123456789101112131415161718192021222324252627282930313233343536373839404142434445464748495051525354555657585960616263646566676869707172737475767778798081828384858687888990919293949596979899100101102103104105106107108 |
- Subsystem Trace Points: kmem
- The kmem tracing system captures events related to object and page allocation
- within the kernel. Broadly speaking there are five major subheadings.
- o Slab allocation of small objects of unknown type (kmalloc)
- o Slab allocation of small objects of known type
- o Page allocation
- o Per-CPU Allocator Activity
- o External Fragmentation
- This document describes what each of the tracepoints is and why they
- might be useful.
- 1. Slab allocation of small objects of unknown type
- ===================================================
- kmalloc call_site=%lx ptr=%p bytes_req=%zu bytes_alloc=%zu gfp_flags=%s
- kmalloc_node call_site=%lx ptr=%p bytes_req=%zu bytes_alloc=%zu gfp_flags=%s node=%d
- kfree call_site=%lx ptr=%p
- Heavy activity for these events may indicate that a specific cache is
- justified, particularly if kmalloc slab pages are getting significantly
- internal fragmented as a result of the allocation pattern. By correlating
- kmalloc with kfree, it may be possible to identify memory leaks and where
- the allocation sites were.
- 2. Slab allocation of small objects of known type
- =================================================
- kmem_cache_alloc call_site=%lx ptr=%p bytes_req=%zu bytes_alloc=%zu gfp_flags=%s
- kmem_cache_alloc_node call_site=%lx ptr=%p bytes_req=%zu bytes_alloc=%zu gfp_flags=%s node=%d
- kmem_cache_free call_site=%lx ptr=%p
- These events are similar in usage to the kmalloc-related events except that
- it is likely easier to pin the event down to a specific cache. At the time
- of writing, no information is available on what slab is being allocated from,
- but the call_site can usually be used to extrapolate that information.
- 3. Page allocation
- ==================
- mm_page_alloc page=%p pfn=%lu order=%d migratetype=%d gfp_flags=%s
- mm_page_alloc_zone_locked page=%p pfn=%lu order=%u migratetype=%d cpu=%d percpu_refill=%d
- mm_page_free page=%p pfn=%lu order=%d
- mm_page_free_batched page=%p pfn=%lu order=%d cold=%d
- These four events deal with page allocation and freeing. mm_page_alloc is
- a simple indicator of page allocator activity. Pages may be allocated from
- the per-CPU allocator (high performance) or the buddy allocator.
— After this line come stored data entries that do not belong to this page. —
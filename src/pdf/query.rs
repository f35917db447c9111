//! Structural lookups over a graph

use std::collections::HashSet;

use crate::error::{Error, Result};
use crate::pdf::data::PdfData;
use crate::pdf::model::{NodeContent, ObjectId};

impl PdfData {
    /// Content of entry `/key` in the dictionary owned by `id`.
    pub fn lookup(&self, id: ObjectId, key: &str) -> Result<&NodeContent> {
        self.nodes(id)?.get(key).ok_or_else(|| Error::KeyNameNotFound {
            object: id,
            key: key.to_string(),
        })
    }

    /// Target of entry `/key`, which must be a reference.
    pub fn lookup_ref(&self, id: ObjectId, key: &str) -> Result<ObjectId> {
        match self.lookup(id, key)? {
            NodeContent::Reference(target) => Ok(*target),
            _ => Err(Error::General(format!(
                "/{} in object {} is not a reference",
                key, id
            ))),
        }
    }

    /// Literal text of entry `/key`, `None` when absent or not a literal.
    pub fn literal(&self, id: ObjectId, key: &str) -> Option<&str> {
        match self.get(id)?.get(key)? {
            NodeContent::Literal(text) | NodeContent::SingleObject(text) => Some(text),
            NodeContent::Reference(target) => match self.get(*target)?.nodes().first() {
                Some(node) => match &node.content {
                    NodeContent::SingleObject(text) => Some(text),
                    _ => None,
                },
                None => None,
            },
            NodeContent::Stream(_) => None,
        }
    }

    /// Every object that has `/key` set to exactly `literal`.
    pub fn find_objects(&self, key: &str, literal: &str) -> Vec<ObjectId> {
        self.iter()
            .filter(|(_, nodes)| {
                matches!(nodes.get(key), Some(NodeContent::Literal(text)) if text == literal)
            })
            .map(|(id, _)| id)
            .collect()
    }

    /// The document catalog, from the trailer's `/Root`.
    pub fn catalog_id(&self) -> Result<ObjectId> {
        match self.get(ObjectId::TRAILER).and_then(|t| t.get("Root")) {
            Some(NodeContent::Reference(id)) if self.contains(*id) => Ok(*id),
            _ => Err(Error::DictionaryNotFound("Root".to_string())),
        }
    }

    /// Root of the page tree.
    pub fn pages_id(&self) -> Result<ObjectId> {
        let catalog = self.catalog_id()?;
        match self.get(catalog).and_then(|c| c.get("Pages")) {
            Some(NodeContent::Reference(id)) if self.contains(*id) => Ok(*id),
            _ => Err(Error::DictionaryNotFound("Pages".to_string())),
        }
    }

    /// Leaf pages in document order.
    pub fn page_ids(&self) -> Result<Vec<ObjectId>> {
        let root = self.pages_id()?;
        let mut pages = Vec::new();
        let mut seen = HashSet::new();
        self.collect_pages(root, &mut pages, &mut seen)?;
        Ok(pages)
    }

    fn collect_pages(
        &self,
        node: ObjectId,
        pages: &mut Vec<ObjectId>,
        seen: &mut HashSet<ObjectId>,
    ) -> Result<()> {
        if !seen.insert(node) {
            log::warn!("Page tree revisits object {}, skipping", node);
            return Ok(());
        }
        let nodes = self.nodes(node)?;
        match nodes.get("Kids") {
            Some(NodeContent::Reference(kids)) => {
                for kid in self.nodes(*kids)? {
                    if let NodeContent::Reference(kid) = kid.content {
                        self.collect_pages(kid, pages, seen)?;
                    }
                }
            }
            _ if self.literal(node, "Type") == Some("/Page") => pages.push(node),
            _ => {}
        }
        Ok(())
    }

    /// Object of the 1-based page `number`.
    pub fn page_id(&self, number: usize) -> Result<ObjectId> {
        let pages = self.page_ids()?;
        number
            .checked_sub(1)
            .and_then(|i| pages.get(i).copied())
            .ok_or(Error::PageNotFound(number))
    }

    /// Page entry `key`, following `/Parent` for inheritable attributes.
    pub fn inherited(&self, page: ObjectId, key: &str) -> Option<(ObjectId, &NodeContent)> {
        let mut current = page;
        let mut seen = HashSet::new();
        while seen.insert(current) {
            let nodes = self.get(current)?;
            if let Some(content) = nodes.get(key) {
                return Some((current, content));
            }
            match nodes.get("Parent") {
                Some(NodeContent::Reference(parent)) => current = *parent,
                _ => return None,
            }
        }
        None
    }
}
- If pages are allocated directly from the buddy allocator, the
- mm_page_alloc_zone_locked event is triggered. This event is important as high
- amounts of activity imply high activity on the zone->lock. Taking this lock
- impairs performance by disabling interrupts, dirtying cache lines between
- CPUs and serialising many CPUs.
- When a page is freed directly by the caller, the only mm_page_free event
- is triggered. Significant amounts of activity here could indicate that the
- callers should be batching their activities.
- When pages are freed in batch, the also mm_page_free_batched is triggered.
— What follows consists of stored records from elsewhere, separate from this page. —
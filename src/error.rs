//! Error types for the PDF graph engine

use std::path::PathBuf;
use thiserror::Error;

use crate::font::FontRef;
use crate::pdf::model::ObjectId;

/// Result type alias using our Error type
pub type Result<T> = std::result::Result<T, Error>;

/// Main error type for the PDF graph engine
#[derive(Error, Debug)]
pub enum Error {
    /// Low-level PDF reader error
    #[error("PDF error: {0}")]
    Pdf(#[from] lopdf::Error),

    /// IO error
    #[error("IO error: {0}")]
    Io(#[from] std::io::Error),

    /// Raw stream bytes of an object could not be read
    #[error("Failed to read stream of object {object}: {source}")]
    StreamRead {
        object: ObjectId,
        source: std::io::Error,
    },

    /// Text inserted under a font that was never registered
    #[error("FontRef not found: {0}")]
    FontRefNotFound(FontRef),

    /// Character without a glyph in the active font
    #[error("Glyph not found for character {0:?}")]
    GlyphNotFound(char),

    /// Character missing from a font's recorded usage
    #[error("Rune not found in glyph usage: {0:?}")]
    RuneNotFound(char),

    /// A structural dictionary required by the operation is absent
    #[error("Dictionary not found: {0}")]
    DictionaryNotFound(String),

    /// A reference points at an object missing from the graph
    #[error("Object ID not found: {0}")]
    ObjectIdNotFound(ObjectId),

    /// A required dictionary entry is missing
    #[error("Key /{key} not found in object {object}")]
    KeyNameNotFound { object: ObjectId, key: String },

    /// Page number outside the document
    #[error("Page {0} not found")]
    PageNotFound(usize),

    /// Font program is missing a table or is malformed
    #[error("Font parse error: {0}")]
    FontParse(String),

    /// File not found
    #[error("File not found: {}", .0.display())]
    FileNotFound(PathBuf),

    /// General error
    #[error("{0}")]
    General(String),
}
- Broadly speaking, pages are taken off the LRU lock in bulk and
- freed in batch with a page list. Significant amounts of activity here could
- indicate that the system is under memory pressure and can also indicate
- contention on the zone->lru_lock.
- 4. Per-CPU Allocator Activity
- =============================
- mm_page_alloc_zone_locked page=%p pfn=%lu order=%u migratetype=%d cpu=%d percpu_refill=%d
- mm_page_pcpu_drain page=%p pfn=%lu order=%d cpu=%d migratetype=%d
- In front of the page allocator is a per-cpu page allocator. It exists only
- for order-0 pages, reduces contention on the zone->lock and reduces the
- amount of writing on struct page.
- When a per-CPU list is empty or pages of the wrong type are allocated,
- the zone->lock will be taken once and the per-CPU list refilled. The event
- triggered is mm_page_alloc_zone_locked for each page allocated with the
- event indicating whether it is for a percpu_refill or not.
- When the per-CPU list is too full, a number of pages are freed, each one
- which triggers a mm_page_pcpu_drain event.
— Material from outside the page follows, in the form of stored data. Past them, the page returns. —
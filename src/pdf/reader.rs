//! Boundary to the low-level PDF reader
//!
//! The parser walks any tree that implements [`PdfValue`]. The shipped
//! implementation, [`LopdfValue`], sits on top of a loaded
//! [`lopdf::Document`] and resolves `N 0 R` references on the fly.

use std::io::{self, Read};

use lopdf::{Dictionary, Document, Object};

/// Coarse kind of a value, as far as graph construction cares.
#[derive(Debug, Clone, Copy, PartialEq, Eq)]
pub enum ValueKind {
    Dict,
    Array,
    Stream,
    String,
    Null,
    Scalar,
}

impl ValueKind {
    pub fn is_composite(self) -> bool {
        matches!(self, ValueKind::Dict | ValueKind::Array | ValueKind::Stream)
    }
}

/// A generic, tree-shaped view of one PDF value.
///
/// Children of dictionaries and arrays come back already resolved: if the
/// slot held an indirect reference, the child is the referenced object and
/// [`PdfValue::ref_to`] reports `(number, true)`. Values stored inline report
/// the number of the indirect object they live in (0 inside the trailer)
/// with `false`.
pub trait PdfValue: Sized {
    fn kind(&self) -> ValueKind;

    /// Entry names of a dictionary or stream dictionary, in file order.
    fn keys(&self) -> Vec<String>;

    /// Entry `name`; a null value when absent.
    fn key(&self, name: &str) -> Self;

    /// Element `i` of an array; a null value when out of range.
    fn index(&self, i: usize) -> Self;

    /// Number of array elements (0 for anything else).
    fn len(&self) -> usize;

    fn is_empty(&self) -> bool {
        self.len() == 0
    }

    /// `(object number, reached through a reference)`.
    fn ref_to(&self) -> (u32, bool);

    /// Still-encoded bytes of a stream.
    fn raw_reader(&self) -> io::Result<Box<dyn Read + '_>>;

    /// Whether a string value is UTF-16BE text (starts with the FE FF marker).
    fn is_utf16(&self) -> bool;

    /// UTF-16 code units of a string value, byte-order marker included.
    fn utf16_units(&self) -> Vec<u16>;

    /// Natural text form of a scalar. Strings come back double-quoted with
    /// backslash escapes, names with their leading slash.
    fn text(&self) -> String;
}

static NULL: Object = Object::Null;

/// Keys that only make sense in a cross-reference stream dictionary.
const XREF_STREAM_KEYS: &[&[u8]] = &[
    b"Type",
    b"W",
    b"Index",
    b"Length",
    b"Filter",
    b"DecodeParms",
    b"Prev",
    b"XRefStm",
];

/// [`PdfValue`] over a loaded lopdf document.
#[derive(Debug, Clone, Copy)]
pub struct LopdfValue<'a> {
    doc: &'a Document,
    object: &'a Object,
    trailer: Option<&'a Dictionary>,
    owner: u32,
    indirect: bool,
}

impl<'a> LopdfValue<'a> {
    /// The document trailer, as the root of the walk.
    ///
    /// Entries inherited from a cross-reference stream dictionary are
    /// hidden since the trailer is always written back in classic form.
    pub fn trailer(doc: &'a Document) -> Self {
        Self {
            doc,
            object: &NULL,
            trailer: Some(&doc.trailer),
            owner: 0,
            indirect: false,
        }
    }

    fn dict(&self) -> Option<&'a Dictionary> {
        if let Some(trailer) = self.trailer {
            return Some(trailer);
        }
        match self.object {
            Object::Dictionary(dict) => Some(dict),
            Object::Stream(stream) => Some(&stream.dict),
            _ => None,
        }
    }

    fn visible(&self, key: &[u8]) -> bool {
        self.trailer.is_none() || !XREF_STREAM_KEYS.contains(&key)
    }

    fn child(&self, object: &'a Object) -> Self {
        match object {
            Object::Reference(id) => match self.doc.get_object(*id) {
                Ok(target) => Self {
                    doc: self.doc,
                    object: target,
                    trailer: None,
                    owner: id.0,
                    indirect: true,
                },
                Err(e) => {
                    log::warn!("Reference {} {} R does not resolve ({}), reading as null", id.0, id.1, e);
                    self.inline(&NULL)
                }
            },
            other => self.inline(other),
        }
    }

    fn inline(&self, object: &'a Object) -> Self {
        Self {
            doc: self.doc,
            object,
            trailer: None,
            owner: self.owner,
            indirect: false,
        }
    }

    fn string_bytes(&self) -> &'a [u8] {
        match self.object {
            Object::String(bytes, _) => bytes,
            _ => &[],
        }
    }
}

impl<'a> PdfValue for LopdfValue<'a> {
    fn kind(&self) -> ValueKind {
        if self.trailer.is_some() {
            return ValueKind::Dict;
        }
        match self.object {
            Object::Dictionary(_) => ValueKind::Dict,
            Object::Array(_) => ValueKind::Array,
            Object::Stream(_) => ValueKind::Stream,
            Object::String(..) => ValueKind::String,
            Object::Null => ValueKind::Null,
            _ => ValueKind::Scalar,
        }
    }

    fn keys(&self) -> Vec<String> {
        match self.dict() {
            Some(dict) => dict
                .iter()
                .filter(|(k, _)| self.visible(k))
                .map(|(k, _)| escape_name(k))
                .collect(),
            None => Vec::new(),
        }
    }

    fn key(&self, name: &str) -> Self {
        let found = self.dict().and_then(|dict| {
            dict.iter()
                .find(|(k, _)| self.visible(k) && escape_name(k) == name)
                .map(|(_, v)| v)
        });
        match found {
            Some(object) => self.child(object),
            None => self.inline(&NULL),
        }
    }

    fn index(&self, i: usize) -> Self {
        match self.object {
            Object::Array(items) if i < items.len() => self.child(&items[i]),
            _ => self.inline(&NULL),
        }
    }

    fn len(&self) -> usize {
        match self.object {
            Object::Array(items) if self.trailer.is_none() => items.len(),
            _ => 0,
        }
    }

    fn ref_to(&self) -> (u32, bool) {
        (self.owner, self.indirect)
    }

    fn raw_reader(&self) -> io::Result<Box<dyn Read + '_>> {
        match self.object {
            Object::Stream(stream) => Ok(Box::new(&stream.content[..])),
            _ => Err(io::Error::new(
                io::ErrorKind::InvalidInput,
                "value is not a stream",
            )),
        }
    }

    fn is_utf16(&self) -> bool {
        self.string_bytes().starts_with(&[0xFE, 0xFF])
    }

    fn utf16_units(&self) -> Vec<u16> {
        self.string_bytes()
            .chunks(2)
            .map(|pair| u16::from_be_bytes([pair[0], pair.get(1).copied().unwrap_or(0)]))
            .collect()
    }

    fn text(&self) -> String {
        match self.object {
            Object::Null => "null".to_string(),
            Object::Boolean(b) => b.to_string(),
            Object::Integer(i) => i.to_string(),
            Object::Real(r) => r.to_string(),
            Object::Name(name) => format!("/{}", escape_name(name)),
            Object::String(bytes, _) => format!("\"{}\"", escape_literal(bytes)),
            Object::Reference(id) => format!("{} {} R", id.0, id.1),
            other => format!("{:?}", other),
        }
    }
}

/// Name bytes as they appear after the slash. Delimiters, `#` and bytes
/// outside the printable range become `#xx`; spaces are left alone.
fn escape_name(name: &[u8]) -> String {
    let mut out = String::with_capacity(name.len());
    for &b in name {
        match b {
            b' ' => out.push(' '),
            b'#' | b'/' | b'(' | b')' | b'<' | b'>' | b'[' | b']' | b'{' | b'}' | b'%' => {
                out.push_str(&format!("#{:02X}", b))
            }
            0x21..=0x7E => out.push(b as char),
            _ => out.push_str(&format!("#{:02X}", b)),
        }
    }
    out
}

/// Body of a literal string with backslash escapes for control and
/// non-ASCII bytes. Parentheses are escaped later, when formatting.
fn escape_literal(bytes: &[u8]) -> String {
    let mut out = String::with_capacity(bytes.len());
    for &b in bytes {
        match b {
            b'\\' => out.push_str("\\\\"),
            b'\n' => out.push_str("\\n"),
            b'\r' => out.push_str("\\r"),
            b'\t' => out.push_str("\\t"),
            0x08 => out.push_str("\\b"),
            0x0C => out.push_str("\\f"),
            0x20..=0x7E => out.push(b as char),
            _ => out.push_str(&format!("\\{:03o}", b)),
        }
    }
    out
}

#[cfg(test)]
mod tests {
    use super::*;
    use lopdf::{dictionary, Stream, StringFormat};

    #[test]
    fn test_escape_name() {
        assert_eq!(escape_name(b"Type"), "Type");
        assert_eq!(escape_name(b"A B"), "A B");
        assert_eq!(escape_name(b"a#b"), "a#23b");
        assert_eq!(escape_name(&[0x41, 0xE9]), "A#E9");
    }

    #[test]
    fn test_escape_literal() {
        assert_eq!(escape_literal(b"plain"), "plain");
        assert_eq!(escape_literal(b"a\\b\n"), "a\\\\b\\n");
        assert_eq!(escape_literal(&[0x00, 0xFF]), "\\000\\377");
    }

    #[test]
    fn test_children_report_owner_and_indirection() {
        let mut doc = Document::with_version("1.7");
        let inner_id = doc.add_object(dictionary! { "Kind" => "Inner" });
        let outer_id = doc.add_object(dictionary! {
            "Ref" => inner_id,
            "Inline" => dictionary! { "X" => 1 },
        });
        doc.trailer.set("Root", outer_id);

        let trailer = LopdfValue::trailer(&doc);
        assert_eq!(trailer.kind(), ValueKind::Dict);
        assert_eq!(trailer.keys(), vec!["Root".to_string()]);

        let outer = trailer.key("Root");
        assert_eq!(outer.ref_to(), (outer_id.0, true));

        let inner = outer.key("Ref");
        assert_eq!(inner.ref_to(), (inner_id.0, true));
        assert_eq!(inner.key("Kind").text(), "/Inner");

        let inline = outer.key("Inline");
        assert_eq!(inline.kind(), ValueKind::Dict);
        assert_eq!(inline.ref_to(), (outer_id.0, false));
        assert_eq!(inline.key("X").text(), "1");
        assert_eq!(inline.key("Missing").kind(), ValueKind::Null);
    }

    #[test]
    fn test_strings_and_streams() {
        let mut doc = Document::with_version("1.7");
        let stream_id = doc.add_object(Stream::new(dictionary! {}, b"BT ET".to_vec()));
        doc.trailer.set("S", stream_id);
        doc.trailer.set(
            "U",
            Object::String(vec![0xFE, 0xFF, 0x00, 0x41], StringFormat::Hexadecimal),
        );
        doc.trailer.set("L", Object::string_literal("a(b)"));

        let trailer = LopdfValue::trailer(&doc);
        let utf16 = trailer.key("U");
        assert!(utf16.is_utf16());
        assert_eq!(utf16.utf16_units(), vec![0xFEFF, 0x0041]);

        let literal = trailer.key("L");
        assert!(!literal.is_utf16());
        assert_eq!(literal.text(), "\"a(b)\"");

        let stream = trailer.key("S");
        let mut bytes = Vec::new();
        stream.raw_reader().unwrap().read_to_end(&mut bytes).unwrap();
        assert_eq!(bytes, b"BT ET");
        assert!(trailer.key("L").raw_reader().is_err());
    }
}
- The individual nature of the events is so that pages can be tracked
- between allocation and freeing. A number of drain or refill pages that occur
- consecutively imply the zone->lock being taken once. Large amounts of per-CPU
- refills and drains could imply an imbalance between CPUs where too much work
- is being concentrated in one place. It could also indicate that the per-CPU
- lists should be a larger size. Finally, large amounts of refills on one CPU
- and drains on another could be a factor in causing large amounts of cache
- line bounces due to writes between CPUs and worth investigating if pages
- can be allocated and freed on the same CPU through some algorithm change.
- 5. External Fragmentation
- =========================
- mm_page_alloc_extfrag page=%p pfn=%lu alloc_order=%d fallback_order=%d pageblock_order=%d alloc_migratetype=%d fallback_migratetype=%d fragmenting=%d change_ownership=%d
- External fragmentation affects whether a high-order allocation will be
- successful or not. For some types of hardware, this is important although
- it is avoided where possible. If the system is using huge pages and needs
- to be able to resize the pool over the lifetime of the system, this value
- is important.
- Large numbers of this event implies that memory is fragmenting and
- high-order allocations will start failing at some time in the future. One
- means of reducing the occurrence of this event is to increase the size of
- min_free_kbytes in increments of 3*pageblock_size*nr_online_nodes where
- pageblock_size is usually the size of the default hugepage size.
|